As the global human population continues to soar and multinational economics drive our societies, dairy farming is witnessing an era of tremendous growth and change. An increased demand for dairy products coupled with tight financial margins has resulted in the large-scale expansion and intensification of the farming industry. That quaint, family farm you used to visit at the bottom of the village is struggling to stay in business, as we make way for high-yield, intensive production systems – with each cow representing a single cog in this vast network of mass-production.
Cattle farmers across the globe strive to stay on top, encouraging their herds to metamorphose through selective breeding to achieve the highest productive efficiencies of milk, fat, and protein. ‘We have made a lot of changes to dairy cows over the last half-century – milk production levels have doubled for instance, largely because of genetic change,’ says Dr Chad Dechow of Pennsylvania State University. ‘This has many benefits as we are able to feed a growing population more efficiently.’

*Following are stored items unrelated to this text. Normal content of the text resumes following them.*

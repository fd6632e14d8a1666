//! Package sources.
//!
//! Sources locate packages by import path and decide where their outputs
//! go. [`SourceTree`] is the filesystem implementation.

pub mod constraint;
pub mod scan;
pub mod source;
pub mod tree;

pub use constraint::BuildTags;
pub use source::{ImportResolver, PathMapper};
pub use tree::SourceTree;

However, with this emphasis on improving economic efficiency, breeders weren’t always encouraged to select traits relating to the health and fertility of cattle. Although some anticipated adverse effects on cattle fitness and mortality, a look back at historic trends can be eye opening. Since selective breeding accelerated with the widespread adoption of artificial insemination in the 1970s, declines in cattle health and fertility, with increasing incidences of premature death and lameness, have been observed. Not all, or even most, unfavourable trends are due to genetic changes in our cows.
Mastitis and pneumonia are two examples of common diseases in dairy cattle, and both have a huge effect on the annual yields of dairy farms around the world. Mastitis-induced inflammation of the udders leads to milk that is low in potassium, calcium, and casein – the main protein found in milk. Not only does mastitis result in low-quality liquid that is unfit for sale, but the resultant infections cause udder damage and are occasionally fatal. Mastitis is still the most costly disease to the dairy industry, but through better herd management and selection for traits such as udder conformation and disease resistance, mastitis is one disease that is actually less prevalent now despite higher milk yield.
Rising concern for animal welfare is one factor that has led to growing success in the organic farming industry. These dairy farmers, however, have their own unique challenges – although providing a more natural environment appears to benefit their cows’ health and wellbeing, the lack of antibiotics means that many easily treatable conditions cannot be kept at bay. While conventional farmers use antibiotics to treat infectious disease, their organic counterparts must instead be proactive, adopting preventative measures to avoid contracting the bug in the first place. Pneumonia can be a particularly big challenge – it is highly contagious in young calves and without the help of antibiotics, a calf’s lungs can be permanently damaged.
Dr Dechow, who actually grew up on a dairy farm, leads studies that are focused on remedying this problem. His team aims to provide a means to monitor and overcome prolific diseases for organic and non-organic farmers alike. He tackles the problem from a genomics approach, arguing that, ‘genetic selection can be part of the solution’.
With the consumption of organic produce becoming more popular, and greater pressures on conventional farmers to decrease the prophylactic use of antibiotics, providing cattle with superior all-round genetics is key for farmers of the future.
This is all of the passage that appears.